La position est différente à la Capeb. « Cette mission qui nous est confiée au service de l’ensemble des entreprises doit être rémunérée car il faut les moyens pour bien travailler », argumente Patrick Liébus. « Par contre, il est indispensable que les entreprises sachent à quoi sert cette subvention. Dès qu’il y a transparence, cela me convient ».

 

Le syndicalisme en question

 

A l’heure où le syndicalisme (salarial et patronal) fait moins recette, que doivent faire les organisations professionnelles pour survivre ? « Si on perd des adhérents, c’est qu’ils ne sont pas contents et que l’utilité de l’organisation est remise en cause, alors il faut revoir le modèle, réplique sans hésitation Jacques Chanut. En période de crise, le niveau des cotisations, basées sur la masse salariale, a baissé, alors, à l’instar des entreprises, on mutualise, on restructure ».



L’idée est sensiblement la même du côté de la Capeb, dont les ressources proviennent à 70% des adhérents.
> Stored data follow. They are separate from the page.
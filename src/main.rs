//! cxxstyle CLI binary entry point.
//! Delegates to modules for scanning and prints results.

mod abbrev;
mod classify;
mod cli;
mod config;
mod includes;
mod models;
mod naming;
mod report;
mod scan;
mod utils;

use clap::Parser;
use cli::{Cli, Commands};
// Colorization centralized in utils; no direct owo_colors usage here

fn main() {
    let cli = Cli::parse();
    match cli.cmd {
        Commands::Version => {
            println!("{}", env!("CARGO_PKG_VERSION"));
        }
        Commands::Check {
            root,
            file,
            strict,
            info,
            quiet,
            output,
        } => {
            let eff = config::resolve_effective(
                root.as_deref(),
                file.as_deref(),
                strict,
                info,
                quiet,
                output.as_deref(),
            );
            // Friendly error if an explicit file target is missing
            if let Some(target) = &eff.file {
                if !target.is_file() {
                    eprintln!(
                        "{} {}",
                        crate::utils::error_prefix(),
                        format!("File not found: {}", target.to_string_lossy())
                    );
                    std::process::exit(2);
                }
            }
            // Friendly note if no cxxstyle config was found
            if eff.output != "json" && config::load_config(&eff.root).is_none() {
                eprintln!(
                    "{} {}",
                    crate::utils::note_prefix(),
                    "No cxxstyle.toml found; using defaults."
                );
            }
            let result = scan::run_scan(&eff).filtered(eff.min_severity());
            report::print_scan(&result, &eff.output);
            if result.summary.errors > 0 {
                std::process::exit(1);
            }
        }
    }
}
//! CLI argument parsing via `clap`.

use clap::{Parser, Subcommand};

#[derive(Parser)]
#[command(
    name = "cxxstyle",
    version,
    about = "Heuristic naming and style checks for C-family sources",
    long_about = "cxxstyle — a fast, line-oriented scanner for C/C++ naming conventions, forbidden abbreviations, header guards, and include order.\n\nConfiguration precedence: CLI > cxxstyle.toml > defaults.",
    after_help = "Examples:\n  cxxstyle check --root src\n  cxxstyle check --file src/renderer/Window.cpp --info\n  cxxstyle check --root . --strict --output json",
    arg_required_else_help = true
)]
/// Top-level CLI options and subcommands.
pub struct Cli {
    #[command(subcommand)]
    pub cmd: Commands,
}

#[derive(Subcommand)]
/// Supported subcommands.
pub enum Commands {
    /// Show version
    #[command(
        about = "Show version",
        long_about = "Print the current cxxstyle version."
    )]
    Version,
    /// Scan sources for naming and style issues
    #[command(
        about = "Run style checks",
        long_about = "Scan the configured root (or a single file) for naming, abbreviation, header-guard, and include-order issues. Error-severity issues contribute to CI exits.",
        after_help = "Examples:\n  cxxstyle check --root src\n  cxxstyle check --quiet --output json"
    )]
    Check {
        #[arg(long, help = "Scan root (default: current dir, walks up to project root)")]
        root: Option<String>,
        #[arg(long, help = "Scan a single file instead of the whole tree")]
        file: Option<String>,
        #[arg(long, action = clap::ArgAction::SetTrue, help = "Also surface marker comments (TODO/FIXME/...) as info issues")]
        strict: bool,
        #[arg(long, action = clap::ArgAction::SetTrue, help = "Include info-severity issues in the report")]
        info: bool,
        #[arg(long, action = clap::ArgAction::SetTrue, help = "Only report error-severity issues")]
        quiet: bool,
        #[arg(long, help = "Output mode: human|json (default: human)")]
        output: Option<String>,
    },
}
//! Forbidden-abbreviation scan with an ordered exemption chain.
//!
//! Line-local matching cannot tell declaration context from usage context,
//! so the checker accumulates named exemption predicates instead of one
//! boolean expression. The chain is evaluated strictly in order and the
//! first hit suppresses the match; order matters because the later rules
//! are broader (the short-local rule would swallow loop variables, for
//! example) and must not shadow the specific ones.

use crate::classify::{contains_word, find_word};
use crate::models::{Issue, Severity};
use crate::naming::LineContext;
use regex::Regex;

/// Abbreviations banned by the naming convention, matched word-bounded and
/// case-insensitively.
const FORBIDDEN: &[&str] = &[
    "rdr", "mgr", "fact", "btn", "txt", "img", "ctx", "impl", "init", "clean",
    "desc", "info", "str", "buf", "ptr", "len", "idx", "cnt", "val", "arr",
    "vec", "msg", "param", "cfg", "req", "resp",
];

/// Platform/API short forms, coordinate and color components, and
/// standard-library markers. Exact-case membership.
const ALLOWED: &[&str] = &[
    "HWND", "HINSTANCE", "HMODULE", "HDC", "HGLRC", "LRESULT", "WPARAM",
    "LPARAM", "UINT", "POINT", "RECT", "SIZE", "MSG", "Vk", "GL", "gl", "ID",
    "id", "x", "y", "z", "w", "r", "g", "b", "a", "u", "v", "h", "std", "stl",
];

/// Conventional ownership-pattern markers.
const PIMPL_NAMES: &[&str] = &["Impl", "impl", "PImpl", "pImpl"];

/// Short method names allowed at call sites (`.str()`, `->size()`).
const METHOD_ALLOWED: &[&str] = &[
    "str", "size", "length", "empty", "clear", "push", "pop", "top", "front",
    "back",
];

/// All-uppercase platform structure names.
const PLATFORM_STRUCTS: &[&str] = &["MSG", "POINT", "RECT", "SIZE"];

/// Log-level method names allowed as call targets.
const LOG_LEVELS: &[&str] = &["info", "debug", "warn", "error"];

/// One forbidden-token match on a line.
struct AbbrevMatch<'a> {
    token: &'a str,
    start: usize,
    end: usize,
}

type Predicate = fn(&AbbrevChecker, &LineContext, &AbbrevMatch) -> bool;

/// The exemption chain. Order is load-bearing; see module docs.
const EXEMPTIONS: &[(&str, Predicate)] = &[
    ("allowed-abbreviation", AbbrevChecker::is_allowed),
    ("pimpl-marker", AbbrevChecker::is_pimpl),
    ("short-method-call", AbbrevChecker::is_short_method_call),
    ("platform-struct", AbbrevChecker::is_platform_struct),
    ("message-idiom", AbbrevChecker::is_message_idiom),
    ("lambda-parameter", AbbrevChecker::is_lambda_parameter),
    ("qualified-enum-value", AbbrevChecker::is_qualified_enum_value),
    ("enum-value-declaration", AbbrevChecker::is_enum_value_declaration),
    ("loop-variable", AbbrevChecker::is_loop_variable),
    ("short-local", AbbrevChecker::is_short_local),
    ("log-level-call", AbbrevChecker::is_log_level_call),
];

/// Compiled patterns for the forbidden scan and its exemptions.
pub struct AbbrevChecker {
    re_forbidden: Regex,
    re_lambda: Regex,
    re_qualified: Regex,
    re_for_header: Regex,
    re_local_decl: Regex,
    re_msg_context: Regex,
}

impl AbbrevChecker {
    pub fn new() -> AbbrevChecker {
        let alternation = FORBIDDEN.join("|");
        AbbrevChecker {
            re_forbidden: Regex::new(&format!(r"(?i)\b({})\b", alternation))
                .expect("forbidden pattern"),
            re_lambda: Regex::new(r"\[[^\]]*\][^(]*\(([^)]*)\)").expect("lambda pattern"),
            re_qualified: Regex::new(r"\b(\w+)::(\w+)").expect("qualified pattern"),
            re_for_header: Regex::new(r"\bfor\s*\(([^)]*)").expect("for header pattern"),
            re_local_decl: Regex::new(
                r"\b(?:auto|int|size_t|uint8_t|uint16_t|uint32_t|uint64_t|int32_t|int64_t|float|double|bool|char|unsigned|long|short|std::\w+)\s+([A-Za-z_]\w*)\s*[=;({]",
            )
            .expect("local decl pattern"),
            re_msg_context: Regex::new(r"const\s+MSG\s*&\s*\w+|\bMSG\s+\w+|\w*Message\s*\([^)]*MSG")
                .expect("msg context pattern"),
        }
    }

    /// Scan one significant line for forbidden abbreviations, appending a
    /// Warning per surviving match.
    pub fn check_line(&self, ctx: &LineContext, issues: &mut Vec<Issue>) {
        for m in self.re_forbidden.find_iter(ctx.code) {
            let hit = AbbrevMatch {
                token: m.as_str(),
                start: m.start(),
                end: m.end(),
            };
            if self.exemption(ctx, &hit).is_some() {
                continue;
            }
            let before = &ctx.code[..hit.start];
            // Re-verify the match is not inside comment/string text. The
            // classifier already blanks both, so this is a safety net for
            // callers feeding raw lines.
            let quotes = before.matches('"').count() + before.matches('\'').count();
            let comments = before.matches("//").count() + before.matches("/*").count();
            if quotes % 2 != 0 || comments % 2 != 0 {
                continue;
            }
            // Casts spell out the source type; not a naming choice.
            if before.to_ascii_lowercase().contains("cast") {
                continue;
            }
            issues.push(Issue {
                file: ctx.file.to_string(),
                line: ctx.line_no,
                column: Some(hit.start),
                severity: Severity::Warning,
                category: "abbreviation".to_string(),
                message: format!("forbidden abbreviation: {}", hit.token),
                snippet: Some(ctx.raw.trim().to_string()),
            });
        }
    }

    /// First exemption in chain order that applies, by name.
    fn exemption(&self, ctx: &LineContext, m: &AbbrevMatch) -> Option<&'static str> {
        EXEMPTIONS
            .iter()
            .find(|(_, pred)| pred(self, ctx, m))
            .map(|(name, _)| *name)
    }

    fn is_allowed(&self, _ctx: &LineContext, m: &AbbrevMatch) -> bool {
        ALLOWED.contains(&m.token)
    }

    fn is_pimpl(&self, _ctx: &LineContext, m: &AbbrevMatch) -> bool {
        PIMPL_NAMES.contains(&m.token)
    }

    fn is_short_method_call(&self, ctx: &LineContext, m: &AbbrevMatch) -> bool {
        let before = ctx.code[..m.start].trim_end();
        (before.ends_with('.') || before.ends_with("->"))
            && METHOD_ALLOWED.contains(&m.token.to_ascii_lowercase().as_str())
    }

    fn is_platform_struct(&self, _ctx: &LineContext, m: &AbbrevMatch) -> bool {
        m.token.chars().all(|c| c.is_ascii_uppercase()) && PLATFORM_STRUCTS.contains(&m.token)
    }

    fn is_message_idiom(&self, ctx: &LineContext, m: &AbbrevMatch) -> bool {
        if !m.token.eq_ignore_ascii_case("msg") {
            return false;
        }
        let joined = ctx.window.joined();
        self.re_msg_context.is_match(&joined)
            || ["PeekMessage", "TranslateMessage", "DispatchMessage"]
                .iter()
                .any(|call| joined.contains(call))
    }

    fn is_lambda_parameter(&self, ctx: &LineContext, m: &AbbrevMatch) -> bool {
        self.re_lambda
            .captures_iter(ctx.code)
            .filter_map(|c| c.get(1))
            .any(|params| contains_word(params.as_str(), m.token))
    }

    fn is_qualified_enum_value(&self, ctx: &LineContext, m: &AbbrevMatch) -> bool {
        self.re_qualified
            .captures_iter(ctx.code)
            .filter_map(|c| c.get(2))
            .any(|value| value.as_str() == m.token)
    }

    fn is_enum_value_declaration(&self, ctx: &LineContext, m: &AbbrevMatch) -> bool {
        if !ctx.in_enum_body {
            return false;
        }
        // The token must be the declared name, i.e. first thing on the line.
        if !ctx.code[..m.start].trim().is_empty() {
            return false;
        }
        let rest = ctx.code[m.end..].trim_start();
        rest.is_empty() || rest.starts_with(',') || rest.starts_with('=') || rest.starts_with('}')
    }

    fn is_loop_variable(&self, ctx: &LineContext, m: &AbbrevMatch) -> bool {
        let header = match self.re_for_header.captures(ctx.code).and_then(|c| c.get(1)) {
            Some(h) => h.as_str(),
            None => return false,
        };
        let mut from = 0;
        while let Some(pos) = find_word(&header[from..], m.token) {
            let end = from + pos + m.token.len();
            let next = header[end..].trim_start().chars().next();
            match next {
                // Header end means the original line hit `)` right here.
                None => return true,
                Some(':') | Some(';') | Some(')') => return true,
                _ => from = end,
            }
        }
        false
    }

    fn is_short_local(&self, ctx: &LineContext, m: &AbbrevMatch) -> bool {
        if m.token.len() > 3 {
            return false;
        }
        let in_member_section = ["private:", "public:", "protected:"]
            .iter()
            .any(|s| ctx.window.recent_contains(5, s));
        if in_member_section {
            return false;
        }
        self.re_local_decl
            .captures_iter(ctx.code)
            .filter_map(|c| c.get(1))
            .any(|name| name.as_str() == m.token)
    }

    fn is_log_level_call(&self, ctx: &LineContext, m: &AbbrevMatch) -> bool {
        if !LOG_LEVELS.contains(&m.token.to_ascii_lowercase().as_str()) {
            return false;
        }
        ctx.code[m.end..].trim_start().starts_with('(')
    }
}

#[cfg(test)]
mod tests {
    use super::*;
    use crate::classify::ContextWindow;

    fn scan(lines: &[&str], in_enum: bool) -> Vec<Issue> {
        let checker = AbbrevChecker::new();
        let mut window = ContextWindow::new(10);
        let mut issues = Vec::new();
        for (i, line) in lines.iter().enumerate() {
            window.push(line);
            let ctx = LineContext {
                code: line,
                raw: line,
                line_no: i + 1,
                file: "core/Widget.cpp",
                in_interfaces_dir: false,
                in_enum_body: in_enum,
                window: &window,
            };
            checker.check_line(&ctx, &mut issues);
        }
        issues
    }

    fn tokens(issues: &[Issue]) -> Vec<String> {
        issues
            .iter()
            .map(|i| i.message.rsplit(' ').next().unwrap_or("").to_string())
            .collect()
    }

    #[test]
    fn test_plain_usage_is_flagged() {
        let issues = scan(&["total = cnt + 1;"], false);
        assert_eq!(tokens(&issues), vec!["cnt"]);
        assert_eq!(issues[0].severity, Severity::Warning);
        assert_eq!(issues[0].category, "abbreviation");
    }

    #[test]
    fn test_member_declaration_is_flagged() {
        // Access specifier in the window disables the short-local rule.
        let issues = scan(&["class W {", "private:", "    int cnt;"], false);
        assert_eq!(tokens(&issues), vec!["cnt"]);
    }

    #[test]
    fn test_word_boundaries_respected() {
        // `buffer` contains `buf`, `unique_ptr` contains `ptr`; neither is
        // word-bounded.
        let issues = scan(&["std::unique_ptr<Buffer> buffer;"], false);
        assert!(issues.is_empty());
    }

    #[test]
    fn test_exemption_chain_names() {
        let checker = AbbrevChecker::new();
        let mut window = ContextWindow::new(10);
        let cases: Vec<(&str, bool, &str, &str)> = vec![
            ("MSG message;", false, "MSG", "allowed-abbreviation"),
            ("std::unique_ptr<Impl> pointer;", false, "Impl", "pimpl-marker"),
            ("auto text = stream.str();", false, "str", "short-method-call"),
            (
                "auto f = [](int idx) { return idx; };",
                false,
                "idx",
                "lambda-parameter",
            ),
            ("Log(LogLevel::Info);", false, "Info", "qualified-enum-value"),
            ("    Info,", true, "Info", "enum-value-declaration"),
            (
                "for (int idx = 0; idx < n; ++idx)",
                false,
                "idx",
                "loop-variable",
            ),
            ("auto ctx = MakeContext();", false, "ctx", "short-local"),
            ("Info(\"started\");", false, "Info", "log-level-call"),
        ];
        for (line, in_enum, token, expected) in cases {
            window.push(line);
            let ctx = LineContext {
                code: line,
                raw: line,
                line_no: 1,
                file: "f.cpp",
                in_interfaces_dir: false,
                in_enum_body: in_enum,
                window: &window,
            };
            let start = find_word(line, token).expect("token present");
            let m = AbbrevMatch {
                token,
                start,
                end: start + token.len(),
            };
            assert_eq!(checker.exemption(&ctx, &m), Some(expected), "{}", line);
        }
    }

    #[test]
    fn test_loop_variable_not_flagged() {
        let issues = scan(&["for (int idx = 0; idx < n; ++idx) {"], false);
        assert!(issues.is_empty());
    }

    #[test]
    fn test_range_for_variable_exempt() {
        let issues = scan(&["for (const auto& img : images) {"], false);
        assert!(issues.is_empty());
    }

    #[test]
    fn test_message_pump_context_exempts_msg() {
        let issues = scan(
            &["while (PeekMessage(&msg, nullptr, 0, 0, PM_REMOVE)) {"],
            false,
        );
        assert!(issues.is_empty());
    }

    #[test]
    fn test_msg_without_context_flagged() {
        let issues = scan(&["Send(msg);"], false);
        assert_eq!(tokens(&issues), vec!["msg"]);
    }

    #[test]
    fn test_short_local_requires_short_name() {
        // `init` is four characters; the short-local rule does not apply.
        let issues = scan(&["bool init = Prepare();"], false);
        assert_eq!(tokens(&issues), vec!["init"]);
    }

    #[test]
    fn test_case_label_exempt() {
        let issues = scan(&["    case LogLevel::Info:"], false);
        assert!(issues.is_empty());
    }

    #[test]
    fn test_cast_context_suppressed() {
        let issues = scan(&["auto n = static_cast<int>(cnt);"], false);
        assert!(issues.is_empty());
    }

    #[test]
    fn test_multiple_tokens_on_one_line() {
        let issues = scan(&["CopyData(sourceBuf, destBuf);"], false);
        assert!(issues.is_empty());
        let issues = scan(&["Copy(buf, cnt);"], false);
        assert_eq!(tokens(&issues), vec!["buf", "cnt"]);
    }
}
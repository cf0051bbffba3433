//! Shared data models for scan output: severity, issues, and summaries.

use serde::Serialize;

#[derive(Serialize, Clone, Copy, PartialEq, Eq, PartialOrd, Ord, Debug)]
#[serde(rename_all = "lowercase")]
/// Issue severity, ordered so that `Info < Warning < Error`.
pub enum Severity {
    Info,
    Warning,
    Error,
}

impl Severity {
    /// Stable label used by the human reporter.
    pub fn label(&self) -> &'static str {
        match self {
            Severity::Error => "error",
            Severity::Warning => "warn",
            Severity::Info => "info",
        }
    }
}

#[derive(Serialize, Clone, Debug)]
/// A single style issue anchored to a file location.
///
/// Immutable once constructed; `line` is 1-based, `column` 0-based when
/// known. `category` is a stable tag such as `class-naming` or
/// `abbreviation`.
pub struct Issue {
    pub file: String,
    pub line: usize,
    #[serde(skip_serializing_if = "Option::is_none")]
    pub column: Option<usize>,
    pub severity: Severity,
    pub category: String,
    pub message: String,
    #[serde(skip_serializing_if = "Option::is_none")]
    pub snippet: Option<String>,
}

#[derive(Serialize, Clone, Copy, Debug, Default)]
/// Aggregated severity counts used by printers and exit-code logic.
pub struct Summary {
    pub errors: usize,
    pub warnings: usize,
    pub infos: usize,
    pub files: usize,
}

impl Summary {
    /// Count severities over a finished issue list.
    pub fn tally(issues: &[Issue], files: usize) -> Summary {
        let mut s = Summary {
            files,
            ..Summary::default()
        };
        for is in issues {
            match is.severity {
                Severity::Error => s.errors += 1,
                Severity::Warning => s.warnings += 1,
                Severity::Info => s.infos += 1,
            }
        }
        s
    }
}

#[derive(Serialize, Debug)]
/// Scan results container: the ordered issue list plus its summary.
pub struct ScanResult {
    pub issues: Vec<Issue>,
    pub summary: Summary,
}

impl ScanResult {
    /// Restrict to issues with `severity >= min`, recomputing the summary.
    ///
    /// Filtering a full result to `Error` is equivalent to running the scan
    /// in errors-only mode.
    pub fn filtered(self, min: Severity) -> ScanResult {
        let files = self.summary.files;
        let issues: Vec<Issue> = self
            .issues
            .into_iter()
            .filter(|is| is.severity >= min)
            .collect();
        let summary = Summary::tally(&issues, files);
        ScanResult { issues, summary }
    }
}

#[cfg(test)]
mod tests {
    use super::*;

    fn issue(sev: Severity) -> Issue {
        Issue {
            file: "a.cpp".into(),
            line: 1,
            column: None,
            severity: sev,
            category: "test".into(),
            message: "m".into(),
            snippet: None,
        }
    }

    #[test]
    fn test_severity_ordering() {
        assert!(Severity::Info < Severity::Warning);
        assert!(Severity::Warning < Severity::Error);
    }

    #[test]
    fn test_filtered_recomputes_summary() {
        let issues = vec![
            issue(Severity::Info),
            issue(Severity::Warning),
            issue(Severity::Error),
        ];
        let summary = Summary::tally(&issues, 1);
        let res = ScanResult { issues, summary };
        let errs_only = res.filtered(Severity::Error);
        assert_eq!(errs_only.issues.len(), 1);
        assert_eq!(errs_only.summary.errors, 1);
        assert_eq!(errs_only.summary.warnings, 0);
        assert_eq!(errs_only.summary.files, 1);
    }

    #[test]
    fn test_filter_composes_with_itself() {
        let issues = vec![issue(Severity::Warning), issue(Severity::Error)];
        let summary = Summary::tally(&issues, 1);
        let res = ScanResult { issues, summary };
        let once = res.filtered(Severity::Warning);
        let kept: Vec<_> = once.issues.iter().map(|i| i.severity).collect();
        let twice = once.filtered(Severity::Warning);
        let kept2: Vec<_> = twice.issues.iter().map(|i| i.severity).collect();
        assert_eq!(kept, kept2);
    }
}
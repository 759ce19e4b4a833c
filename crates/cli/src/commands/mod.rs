pub mod agents;
pub mod config_cmd;
pub mod serve;
pub mod status;

use std::path::Path;

use agentbridge_config::AppConfig;

/// Load config from `path` if given, else the default location; env overrides apply.
pub fn load_config(path: Option<&Path>) -> Result<AppConfig, Box<dyn std::error::Error>> {
    let config = match path {
        Some(path) => AppConfig::load_with_env(path),
        None => AppConfig::load(),
    };
    config.map_err(|e| format!("Failed to load config: {e}").into())
}

/// The config file in use.
pub fn config_file(path: Option<&Path>) -> std::path::PathBuf {
    path.map(Path::to_path_buf)
        .unwrap_or_else(|| AppConfig::config_dir().join("config.toml"))
}
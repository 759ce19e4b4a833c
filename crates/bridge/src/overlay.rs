//! System prompt overlay management.
//!
//! Callers resend the full system prompt on every request. The backend
//! keeps it as a durable, read-only memory block instead, so the prompt
//! never enters the agent's transcript. The `OverlayManager` keeps that
//! block in sync with the caller's prompt:
//!
//! 1. Unchanged content (same hash, known block) costs no backend call.
//! 2. Changed content updates the known block.
//! 3. Unknown block: adopt the agent's existing overlay block by label,
//!    or create and attach a new one.
//! 4. If the backend refuses, the prompt is sent in-band once as a
//!    tagged user message.

use std::collections::BTreeMap;
use std::sync::{Arc, Mutex};

use agentbridge_core::backend::{AgentBackend, BlockUpdate, NewBlock};
use agentbridge_core::error::BackendError;
use agentbridge_core::message::OutboundMessage;
use agentbridge_config::CacheConfig;
use serde::Serialize;
use sha2::{Digest, Sha256};
use tokio::time::Instant;
use tracing::{debug, info, warn};

use crate::overlay_store::{SessionOverlayState, SessionOverlayStore};
use crate::session_key::SessionKeyDeriver;

/// Label of the block that holds the overlay.
pub const OVERLAY_LABEL: &str = "proxy_system_overlay";

/// Metadata key recording which session created a block.
pub const OVERLAY_SESSION_METADATA: &str = "proxy_overlay_session";

/// Strip NUL bytes and normalize line endings to `\n`.
pub fn normalize_content(content: &str) -> String {
    content
        .replace('\0', "")
        .replace("\r\n", "\n")
        .replace('\r', "\n")
}

/// Hex-encoded sha256 of `content`.
pub fn content_hash(content: &str) -> String {
    hex::encode(Sha256::digest(content.as_bytes()))
}

/// The in-band substitute for an overlay block.
pub fn fallback_message(content: &str) -> OutboundMessage {
    OutboundMessage::user(format!("[Proxy System Overlay]: {content}"))
}

/// Result of one `apply_overlay` call.
#[derive(Debug, Clone, Default, PartialEq)]
pub struct OverlayOutcome {
    /// A backend block now holds new content
    pub changed: bool,

    /// Messages to prepend to the outbound batch (at most one)
    pub fallback_messages: Vec<OutboundMessage>,
}

/// Read-only snapshot of one session, for the debug surface.
#[derive(Debug, Clone, Serialize)]
pub struct SessionDebug {
    pub overlay_hash: Option<String>,
    pub block_id: Option<String>,
    pub fallback_applied: bool,
    pub age_secs: u64,
}

/// Read-only snapshot of all overlay caches.
#[derive(Debug, Clone, Serialize)]
pub struct OverlayDebugDump {
    pub sessions: BTreeMap<String, SessionDebug>,
    pub derived_session_keys: BTreeMap<String, String>,
}

/// Keeps each agent's overlay block in sync with the caller's system prompt.
///
/// Callers must serialize `apply_overlay` per agent (see `KeyedLocks`).
pub struct OverlayManager {
    backend: Arc<dyn AgentBackend>,
    store: Mutex<SessionOverlayStore>,
    keys: SessionKeyDeriver,
}

impl OverlayManager {
    pub fn new(
        backend: Arc<dyn AgentBackend>,
        sessions: &CacheConfig,
        session_keys: &CacheConfig,
    ) -> Self {
        Self {
            backend,
            store: Mutex::new(SessionOverlayStore::new(sessions.max_entries, sessions.ttl())),
            keys: SessionKeyDeriver::new(session_keys.max_entries, session_keys.ttl()),
        }
    }

    /// See [`SessionKeyDeriver::derive`].
    pub fn derive_session_key(
        &self,
        agent_id: &str,
        system_content: Option<&str>,
        explicit_key: Option<&str>,
    ) -> String {
        self.keys.derive(agent_id, system_content, explicit_key)
    }

    /// Current state of a session, if live.
    pub fn state(&self, session_key: &str) -> Option<SessionOverlayState> {
        self.store().get(session_key)
    }

    fn store(&self) -> std::sync::MutexGuard<'_, SessionOverlayStore> {
        self.store.lock().unwrap_or_else(|e| e.into_inner())
    }

    /// Apply `content` as the overlay for `session_key` on `agent_id`.
    ///
    /// Never fails: backend errors turn into a single fallback message per
    /// content version.
    pub async fn apply_overlay(
        &self,
        agent_id: &str,
        session_key: &str,
        content: Option<&str>,
        project_id: Option<&str>,
    ) -> OverlayOutcome {
        let mut state = self.state(session_key).unwrap_or_default();
        let mut outcome = OverlayOutcome::default();

        let content = content.map(normalize_content).unwrap_or_default();
        if content.is_empty() {
            self.store().set(session_key, state);
            return outcome;
        }

        let hash = content_hash(&content);
        if state.is_current(&hash) {
            debug!(agent_id, session_key, "Overlay unchanged, skipping backend");
            self.store().set(session_key, state);
            return outcome;
        }

        // New content opens a new failure episode
        if state.overlay_hash.as_deref() != Some(hash.as_str()) {
            state.fallback_applied = false;
        }

        match self
            .reconcile(agent_id, session_key, &content, project_id, &state)
            .await
        {
            Ok(block_id) => {
                info!(agent_id, session_key, block_id = %block_id, "Overlay applied");
                state.block_id = Some(block_id);
                state.fallback_applied = false;
                outcome.changed = true;
            }
            Err(e) => {
                warn!(agent_id, session_key, error = %e, "Overlay update failed");
                if !state.fallback_applied {
                    warn!(agent_id, session_key, "Sending overlay in-band");
                    outcome.fallback_messages.push(fallback_message(&content));
                    state.fallback_applied = true;
                }
            }
        }

        // Recorded even on failure so unchanged content is not retried as new
        state.overlay_hash = Some(hash);
        self.store().set(session_key, state);
        outcome
    }

    /// Write `content` to the agent's overlay block, returning its handle.
    async fn reconcile(
        &self,
        agent_id: &str,
        session_key: &str,
        content: &str,
        project_id: Option<&str>,
        state: &SessionOverlayState,
    ) -> Result<String, BackendError> {
        let update = || BlockUpdate {
            label: OVERLAY_LABEL.into(),
            value: content.to_string(),
            project_id: project_id.map(String::from),
        };

        if let Some(block_id) = state.block() {
            debug!(agent_id, block_id, "Updating known overlay block");
            match self.backend.update_block(block_id, update()).await {
                Ok(_) => return Ok(block_id.to_string()),
                Err(BackendError::NotFound(_)) => {
                    warn!(agent_id, block_id, "Known overlay block is gone, rediscovering");
                }
                Err(e) => return Err(e),
            }
        }

        let existing = self
            .backend
            .list_agent_blocks(agent_id)
            .await?
            .into_iter()
            .find(|b| b.label.as_deref() == Some(OVERLAY_LABEL) && !b.id.is_empty());

        if let Some(block) = existing {
            info!(agent_id, block_id = %block.id, "Adopting existing overlay block");
            self.backend.update_block(&block.id, update()).await?;
            return Ok(block.id);
        }

        let limit = content.chars().count();
        info!(agent_id, session_key, limit, "Creating overlay block");
        debug!(preview = %content.chars().take(200).collect::<String>(), "Overlay content");

        let block = self
            .backend
            .create_block(NewBlock {
                label: OVERLAY_LABEL.into(),
                value: content.to_string(),
                metadata: serde_json::json!({ OVERLAY_SESSION_METADATA: session_key }),
                project_id: project_id.map(String::from),
                limit,
                read_only: true,
            })
            .await?;

        if block.id.is_empty() {
            return Err(BackendError::MissingHandle("created overlay block".into()));
        }

        self.backend.attach_block(agent_id, &block.id).await?;
        Ok(block.id)
    }

    /// Snapshot of live sessions and derived keys.
    pub fn debug_dump(&self) -> OverlayDebugDump {
        let now = Instant::now();
        let sessions = self
            .store()
            .items()
            .into_iter()
            .map(|(key, state)| {
                let debug = SessionDebug {
                    age_secs: now.duration_since(state.last_updated).as_secs(),
                    overlay_hash: state.overlay_hash,
                    block_id: state.block_id,
                    fallback_applied: state.fallback_applied,
                };
                (key, debug)
            })
            .collect();

        OverlayDebugDump {
            sessions,
            derived_session_keys: self.keys.entries().into_iter().collect(),
        }
    }
}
Patrick Liébus voit dans cette désaffection envers les organisations syndicales plusieurs raisons : « le papy-boom, les problèmes financiers des artisans dus à la crise et le régime de la micro-entreprise qui a désorganisé le rapport avec l’entreprise classique ».

 

« Il faut évidemment trouver les raisons à cette démobilisation, nous les connaissons, mais surtout trouver des solutions pour inciter à l’adhésion. Qu’est-ce que nous devons apporter ? Comment être utile ? C’est une remise en question permanente de notre organisation »,  estime-t-il.

 

Quelle urgence ?

 

Pour autant Jacques Chanut revient à ce qu’il estime être essentiel, laissant de côté le jeu des chiffres. « La représentativité reconnue entraîne la légitimité, ce qui est d’autant plus important au moment où nous allons engager des discussions avec un nouvel Exécutif et que les négociations seront renvoyées au niveau de la branche.

 

L’urgent, c’est d’avoir des organisations fiables face aux nouveaux gouvernement et parlement. Dans ce moment charnière pour le pays et à l’heure où le bâtiment reprend des couleurs, je souhaite travailler main dans la main avec la Capeb », conclut le président de la FFB.



Un objectif partagé par Patrick Liébus : « Certes, il y aura toujours des divergences entre nous et c’est normal, mais l’important est de travailler ensemble et de définir en commun des orientations dans l’intérêt de la branche et des entreprises et artisans ». Le président de la Capeb reconnaît aussi qu’avec l’arrivée d’un nouveau gouvernement, la branche doit être unie et très forte pour faire entendre sa voix ». Il préconise même des rencontres régulières avec la FFB.

 

Alors concurrents sur le terrain, certes, mais, avec une vision commune affirmée des intérêts de la branche pour mieux les défendre... mais aussi les préserver.